Asosiasi Pengusaha Indonesia (APINDO), Forum Peduli Buruh (FPB), dan Serikat Pekerja Nasional (SPN) yang ada di Kabupaten Sukoharjo kompak menolak PP Tapera. Penolakan itu terungkap dalam pertemuan audiensi dengan Komisi IV DPRD Sukoharjo, Rabu (5/6/2024).
Dalam audiensi itu, perwakilan dari SPN Sukoharjo menyampaikan permohonannya kepada DPRD jika memungkinkan dapat memfasilitasi ke Jakarta untuk bertemu dengan Kepala Staf Kepresidenan (KSP) Jenderal (Purn) Moeldoko. Tujuannya untuk menyampaikan penolakan pemberlakuan Tapera.
Dalam audiensi itu, mereka mempertanyakan apa manfaat dari program Tapera yang termuat dalam
Peraturan Pemerintah Nomor 21 Tahun 2024 atas perubahan dari Peraturan Pemerintah Nomor 25 Tahun 2020 itu.
"Ada kekhawatiran dari pengusaha dan pekerja karena PP 21 tersebut sudah diundangkan maka tidak dapat dirubah. Kami menyarankan untuk optimalisasi program layanan tambahan BP Jamsostek," kata Ketua APINDO Sukoharjo Yunus Ariyanto.
Menanggapi, Wakil Ketua Komisi IV DPRD Sukoharjo, Agus Sumantri menyampaikan, bahwa tentang keberatan buruh dan perwakilan pengusaha atas Tapera, pihaknya akan bertindak sebagai jembatan untuk menyampaikan ke pimpinan DPR di tingkat pusat.
"Kami dari Komisi IV intinya menjalankan fungsi menjembatani sikap dan tanggapan buruh serta perwakilan perusahaan yang ada di Kabupaten Sukoharjo, terkait munculnya PP 21 Tahun 2024, tentang Tapera," ujar Agus.
Setelah dilakukan permintaan penjelasan kepada sejumlah dinas dan instansi terkait yang juga dihadirkan dalam audiensi, Komisi IV mendapat jawaban bahwa Tapera akan diberlakukan pada 2027.
"Jadi menurut kami, terlalu dini untuk dilakukan pembahasan, karena berlakunya masih lama. Namun, memang diperlukan sikap dari para buruh menanggapi Tapera itu. Pada prinsipnya mereka keberatan," ungkap Agus.

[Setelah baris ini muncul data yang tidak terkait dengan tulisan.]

//! Panics, deferred calls and `recover`.
//!
//! A panic marks the top frame `Unwinding`. Each step of an unwinding frame
//! runs one deferred call (with `recover` enabled) or, once none are left,
//! pops the frame and marks its caller. When a deferred call returns after
//! recovering, its frame turns `Recovered`: the remaining deferred calls run
//! and the function returns through its recover block.

use gossa_ast::Builtin;
use gossa_types::{Idx, Tag};
use tracing::debug;

use super::call::Native;
use super::exec::{pack, top};
use super::frame::{Deferred, FrameMode, ReturnTo};
use super::{Execution, Flow, PanicRecord};
use crate::errors::{ExecResult, RuntimeFault};
use crate::format::runtime_float;
use crate::ops::value_kind;
use crate::sched::{Goroutine, PanicState};
use crate::value::{zero, Callable, Value};

/// Address printed for panic values that are not pointers.
const OPAQUE_ADDRESS: u64 = 0x00c0_0001_2000;

impl<'p> Execution<'p> {
    /// The value a fault panics with.
    pub(super) fn fault_value(&self, fault: RuntimeFault) -> Value {
        match fault {
            RuntimeFault::Panic(Value::Interface(None)) => Value::boxed(
                Idx::RUNTIME_ERROR,
                Value::str("panic called with nil argument"),
            ),
            RuntimeFault::Panic(v) => v,
            f => Value::boxed(Idx::RUNTIME_ERROR, Value::str(&f.to_string())),
        }
    }

    pub(super) fn start_panic(&mut self, g: &mut Goroutine, value: Value) {
        if let Some(old) = g.panic.take() {
            let message = self.panic_message(&old.value);
            g.aborted.push(PanicRecord {
                message,
                recovered: old.recovered,
            });
        }
        debug!(goroutine = %g.id, depth = g.frames.len(), "panic");
        g.panic = Some(PanicState {
            value,
            recovered: false,
        });
        if let Some(fr) = g.frames.last_mut() {
            fr.mode = FrameMode::Unwinding;
        }
    }

    pub(super) fn unwind_step(&mut self, g: &mut Goroutine) -> ExecResult<Flow> {
        if let Some(d) = top(g)?.defers.pop() {
            return self.invoke_deferred(g, d, true);
        }
        let Some(frame) = g.frames.pop() else {
            return Ok(Flow::Uncaught);
        };
        if frame.ret == ReturnTo::Sync || g.frames.is_empty() {
            return Ok(Flow::Uncaught);
        }
        top(g)?.mode = FrameMode::Unwinding;
        Ok(Flow::Continue)
    }

    /// Run deferred call `d` of the top frame.
    fn invoke_deferred(&mut self, g: &mut Goroutine, d: Deferred, can_recover: bool) -> ExecResult<Flow> {
        match &d.callee {
            Callable::Code { .. } => {
                self.push_call(g, d.callee, d.args, ReturnTo::Deferred, can_recover)?;
                Ok(Flow::Continue)
            }
            // `defer recover()` is not called by a deferred function.
            Callable::Builtin(Builtin::Recover) => self.deferred_returned(g),
            native => match self.call_native(g, native, &d.args, &d.types, Idx::EMPTY_TUPLE)? {
                Native::Ready(_) | Native::Yield(_) => self.deferred_returned(g),
                Native::Park => {
                    top(g)?.defers.push(d);
                    Ok(Flow::Park)
                }
            },
        }
    }

    /// `RunDefers` in a normally returning frame: one deferred call per step.
    pub(super) fn run_defers(&mut self, g: &mut Goroutine) -> ExecResult<Flow> {
        let fr = top(g)?;
        match fr.defers.pop() {
            Some(d) => self.invoke_deferred(g, d, false),
            None => {
                fr.pc += 1;
                Ok(Flow::Continue)
            }
        }
    }

    /// A deferred call of the top frame finished.
    pub(super) fn deferred_returned(&mut self, g: &mut Goroutine) -> ExecResult<Flow> {
        let recovered = g.panic.as_ref().is_some_and(|p| p.recovered);
        let unwinding = top(g)?.mode == FrameMode::Unwinding;
        if recovered && unwinding {
            top(g)?.mode = FrameMode::Recovered;
            g.panic = None;
            g.aborted.clear();
            debug!(goroutine = %g.id, "recovered");
        }
        Ok(Flow::Continue)
    }

    pub(super) fn recovered_step(&mut self, g: &mut Goroutine) -> ExecResult<Flow> {
        if let Some(d) = top(g)?.defers.pop() {
            return self.invoke_deferred(g, d, false);
        }
        let fr = top(g)?;
        fr.mode = FrameMode::Normal;
        let f = self.program.func(fr.func);
        if let Some(block) = f.recover {
            fr.block = block;
            fr.pc = 0;
            return Ok(Flow::Continue);
        }
        let pool = self.pool;
        let results = pool.results(f.sig).into_iter().map(|t| zero(pool, t)).collect();
        self.return_from(g, pack(results))
    }

    /// The panics that ended `g`, oldest first.
    pub(super) fn panic_chain(&mut self, g: &mut Goroutine) -> Vec<PanicRecord> {
        let mut chain = std::mem::take(&mut g.aborted);
        if let Some(p) = g.panic.take() {
            chain.push(PanicRecord {
                message: self.panic_message(&p.value),
                recovered: p.recovered,
            });
        }
        chain
    }

    /// How the runtime prints a panic value.
    pub(super) fn panic_message(&mut self, v: &Value) -> String {
        let Value::Interface(Some(b)) = v else {
            return "nil".to_owned();
        };
        let pool = self.pool;
        for name in [self.names.error, self.names.string] {
            let is_method = self
                .msets
                .lookup(pool, b.ty, name)
                .is_some_and(|m| m.sig == Idx::ERROR_SIG);
            if !is_method {
                continue;
            }
            let text = self
                .resolve_invoke(v, name)
                .and_then(|c| self.call_sync(c, Vec::new()));
            if let Ok(Ok(Value::Str(s))) = text {
                return String::from_utf8_lossy(&s).into_owned();
            }
        }
        let plain = match &b.value {
            Value::Bool(x) => Some(x.to_string()),
            Value::Int(i) => Some(i.to_string()),
            Value::Uint(u) => Some(u.to_string()),
            Value::Float(f) => Some(runtime_float(*f)),
            Value::Complex(re, im) => Some(format!("({}{}i)", runtime_float(*re), runtime_float(*im))),
            Value::Str(s) => Some(String::from_utf8_lossy(s).into_owned()),
            _ => None,
        };
        let tag = value_kind(pool, b.ty);
        match plain {
            Some(text) if !pool.is_named(b.ty) => text,
            Some(text) if tag == Tag::String => format!("{}(\"{text}\")", pool.format_type(b.ty)),
            Some(text) => format!("{}({text})", pool.format_type(b.ty)),
            None => {
                let addr = match &b.value {
                    Value::Pointer(p) => p.address(),
                    _ => OPAQUE_ADDRESS,
                };
                format!("({}) {addr:#x}", pool.format_type(b.ty))
            }
        }
    }
}
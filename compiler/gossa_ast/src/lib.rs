//! Typed Go syntax tree.
//!
//! Parsing and type checking happen outside this workspace. The front end
//! hands over a [`Package`]: arena-allocated statements and expressions in
//! which every expression carries its resolved type ([`gossa_types::Idx`])
//! and every identifier is already resolved to a local, global, function,
//! builtin or intrinsic.
//!
//! # Design
//!
//! - No `Box<Expr>`: children are [`ExprId`] / [`StmtId`] indices into the
//!   package arenas, so the CFG utility can refer to statements by identity.
//! - Compound statements own their clause lists; simple statements are
//!   leaves.
//! - [`AstBuilder`] is the construction API used by front ends and tests.

mod builtin;
mod expr;
mod ids;
mod make;
mod package;
pub mod printer;
mod stmt;
pub mod visitor;

pub use builtin::{Builtin, Intrinsic};
pub use expr::{CompositeElem, CompositeKey, Expr, ExprKind, FuncLit};
pub use ids::{ExprId, StmtId};
pub use make::AstBuilder;
pub use package::{FuncDecl, GlobalDecl, LocalDecl, Package, Receiver, VarInit};
pub use printer::Printer;
pub use stmt::{CaseClause, CommClause, RangeTarget, Stmt, StmtKind, TypeClause};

Iuran Program Tapera berkisar di angka 3% Dimana 2,5% menjadi tanggungan pekerja sementara sisanya, 0,5% dibayarkan perusahaan tempatnya bekerja.

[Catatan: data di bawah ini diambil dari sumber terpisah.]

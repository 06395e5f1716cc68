use pretty_assertions::assert_eq;

use super::*;
use crate::errors::{Fatal, RuntimeFault};
use crate::heap::Heap;

/// Park a fresh goroutine on a new ticket.
fn parked(s: &mut Scheduler) -> (GoId, u64) {
    let id = s.next_goroutine_id();
    let ticket = s.next_ticket();
    let mut g = Goroutine::new(id);
    g.ticket = ticket;
    s.park(g);
    (id, ticket)
}

#[test]
fn ids_are_monotonic() {
    let s = Scheduler::new();
    assert_eq!(s.next_goroutine_id().raw(), 1);
    assert_eq!(s.next_goroutine_id().raw(), 2);
    assert!(s.next_ticket() < s.next_ticket());
}

#[test]
fn run_queue_is_fifo() {
    let mut s = Scheduler::new();
    let a = s.next_goroutine_id();
    let b = s.next_goroutine_id();
    s.spawn(Goroutine::new(a));
    s.spawn(Goroutine::new(b));
    assert_eq!(s.take_runnable().map(|g| g.id), Some(a));
    assert_eq!(s.take_runnable().map(|g| g.id), Some(b));
    assert!(s.take_runnable().is_none());
}

#[test]
fn unbuffered_send_hands_value_to_waiting_receiver() {
    let mut s = Scheduler::new();
    let ch = s.make_chan(0, Value::Int(0));
    assert_eq!(s.try_send(ch, Value::Int(1)).unwrap(), Some(Value::Int(1)));

    let (rx, ticket) = parked(&mut s);
    s.wait_recv(ch, rx, ticket, None);
    assert!(s.send_ready(ch));
    assert_eq!(s.try_send(ch, Value::Int(7)).unwrap(), None);

    let g = s.take_runnable().unwrap();
    assert_eq!(g.id, rx);
    assert_eq!(
        g.wake,
        Some(Wake::Received {
            value: Value::Int(7),
            ok: true
        })
    );
}

#[test]
fn buffered_channel_refills_from_blocked_sender() {
    let mut s = Scheduler::new();
    let ch = s.make_chan(1, Value::Int(0));
    assert_eq!(s.try_send(ch, Value::Int(1)).unwrap(), None);
    let (tx, ticket) = parked(&mut s);
    s.wait_send(ch, tx, ticket, None, Value::Int(2));

    assert_eq!(s.try_recv(ch), Some((Value::Int(1), true)));
    assert_eq!(s.chan_len(ch), 1);
    assert_eq!(s.take_runnable().unwrap().wake, Some(Wake::Sent));
    assert_eq!(s.try_recv(ch), Some((Value::Int(2), true)));
    assert_eq!(s.try_recv(ch), None);
}

#[test]
fn stale_select_registrations_are_skipped() {
    let mut s = Scheduler::new();
    let a = s.make_chan(0, Value::Int(0));
    let b = s.make_chan(0, Value::Int(0));
    let (g, ticket) = parked(&mut s);
    s.wait_recv(a, g, ticket, Some(0));
    s.wait_recv(b, g, ticket, Some(1));

    assert_eq!(s.try_send(a, Value::Int(5)).unwrap(), None);
    // The registration on `b` went stale with the first wake.
    assert!(!s.send_ready(b));
    assert_eq!(s.try_send(b, Value::Int(6)).unwrap(), Some(Value::Int(6)));
    assert_eq!(
        s.take_runnable().unwrap().wake,
        Some(Wake::Selected {
            index: 0,
            value: Some(Value::Int(5)),
            ok: true
        })
    );
}

#[test]
fn close_wakes_receivers_and_faults_senders() {
    let mut s = Scheduler::new();
    let ch = s.make_chan(0, Value::str(""));
    let (rx, rt) = parked(&mut s);
    s.wait_recv(ch, rx, rt, None);
    let (tx, tt) = parked(&mut s);
    s.wait_send(ch, tx, tt, None, Value::str("x"));
    // The sender arrived second; the receiver is served first.
    s.close(ch).unwrap();
    let woken: Vec<_> = std::iter::from_fn(|| s.take_runnable()).map(|g| g.wake).collect();
    assert_eq!(
        woken,
        vec![
            Some(Wake::Received {
                value: Value::str(""),
                ok: false
            }),
            Some(Wake::SendClosed)
        ]
    );
    assert!(matches!(s.close(ch), Err(RuntimeFault::CloseOfClosed)));
    assert!(matches!(s.try_send(ch, Value::str("y")), Err(RuntimeFault::SendOnClosed)));
    assert_eq!(s.try_recv(ch), Some((Value::str(""), false)));
}

#[test]
fn mutex_hands_over_to_first_waiter() {
    let mut s = Scheduler::new();
    let mut heap = Heap::new();
    let m = heap.alloc(Value::Struct(Vec::new()));
    assert!(s.try_lock(&m));
    assert!(!s.try_lock(&m));
    let (g, ticket) = parked(&mut s);
    s.wait_lock(&m, g, ticket);

    s.unlock(&m).unwrap();
    assert_eq!(s.take_runnable().unwrap().wake, Some(Wake::Released));
    // Still held, by the woken goroutine.
    assert!(!s.try_lock(&m));
    s.unlock(&m).unwrap();
    assert_eq!(s.unlock(&m), Err(Fatal::UnlockOfUnlocked));
}

#[test]
fn wait_group_releases_at_zero() {
    let mut s = Scheduler::new();
    let mut heap = Heap::new();
    let wg = heap.alloc(Value::Struct(Vec::new()));
    assert!(s.wait_group_done(&wg));
    s.wait_group_add(&wg, 2).unwrap();
    let (g, ticket) = parked(&mut s);
    s.wait_group_wait(&wg, g, ticket);
    s.wait_group_add(&wg, -1).unwrap();
    assert!(s.take_runnable().is_none());
    s.wait_group_add(&wg, -1).unwrap();
    assert_eq!(s.take_runnable().unwrap().wake, Some(Wake::Released));
    assert!(matches!(
        s.wait_group_add(&wg, -1),
        Err(RuntimeFault::Panic(_))
    ));
}
use pretty_assertions::assert_eq;

use super::*;

#[test]
fn buffer_keeps_text_verbatim() {
    let handler = BufferPrintHandler::new();
    handler.write("a b");
    handler.write("\n");
    handler.write("c");
    assert_eq!(handler.get_output(), "a b\nc");
}

#[test]
fn writeln_appends_newline() {
    let handler = buffer_handler();
    handler.writeln("hello");
    handler.writeln("");
    assert_eq!(handler.get_output(), "hello\n\n");
}

#[test]
fn clear_empties_buffer() {
    let handler = buffer_handler();
    handler.write("x");
    handler.clear();
    assert_eq!(handler.get_output(), "");
}

#[test]
fn silent_and_stdout_capture_nothing() {
    let silent = silent_handler();
    silent.writeln("dropped");
    assert_eq!(silent.get_output(), "");

    let stdout = PrintHandlerImpl::Stdout(StdoutPrintHandler);
    stdout.clear();
    assert_eq!(stdout.get_output(), "");
}

#[test]
fn shared_handler_sees_writes_from_clones() {
    let handler = buffer_handler();
    let other = Arc::clone(&handler);
    other.write("from clone");
    assert_eq!(handler.get_output(), "from clone");
}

"Padahal kami tahu persis para buruh itu pendapatan atau gajinya dari perusahaan sudah dipotong sekira 20%. Mereka juga mempertanyakan, bagaimana nanti jika buruh yang gajinya dipotong Tapera itu belum.sampai pensiun meninggal dunia. Apakah masih bisa mengambil kredit rumah?," ucap Agus.
Kebijakan Tapera dinilai kurang rasional. Karena jika dihitung secara sistematis hasil akumulasi dari iuran bulanan ini tidak akan mencukupi untuk membeli rumah. Bahkan hingga pekerja itu pensiun sekalipun.
"Kalau buruh yang gajinya dipotong iuran Tapera ini sebelum.pensiun meninggal dunia maka uangnya dikembalikan ke ahli waris, bukan diwujudkan rumah yang bisa dilanjutkan angsurannya oleh ahli waris. Ini kan lebih parah lagi," imbuh Agus.
Sebagai informasi PP Tapera sendiri merupakan turunan dari UU Nomor 4 Tahun 2016 tentang Tabungan Perumahan Rakyat. PP ini meminta masyarakat untuk membayar iuran sebesar 3% dari gaji bulanan.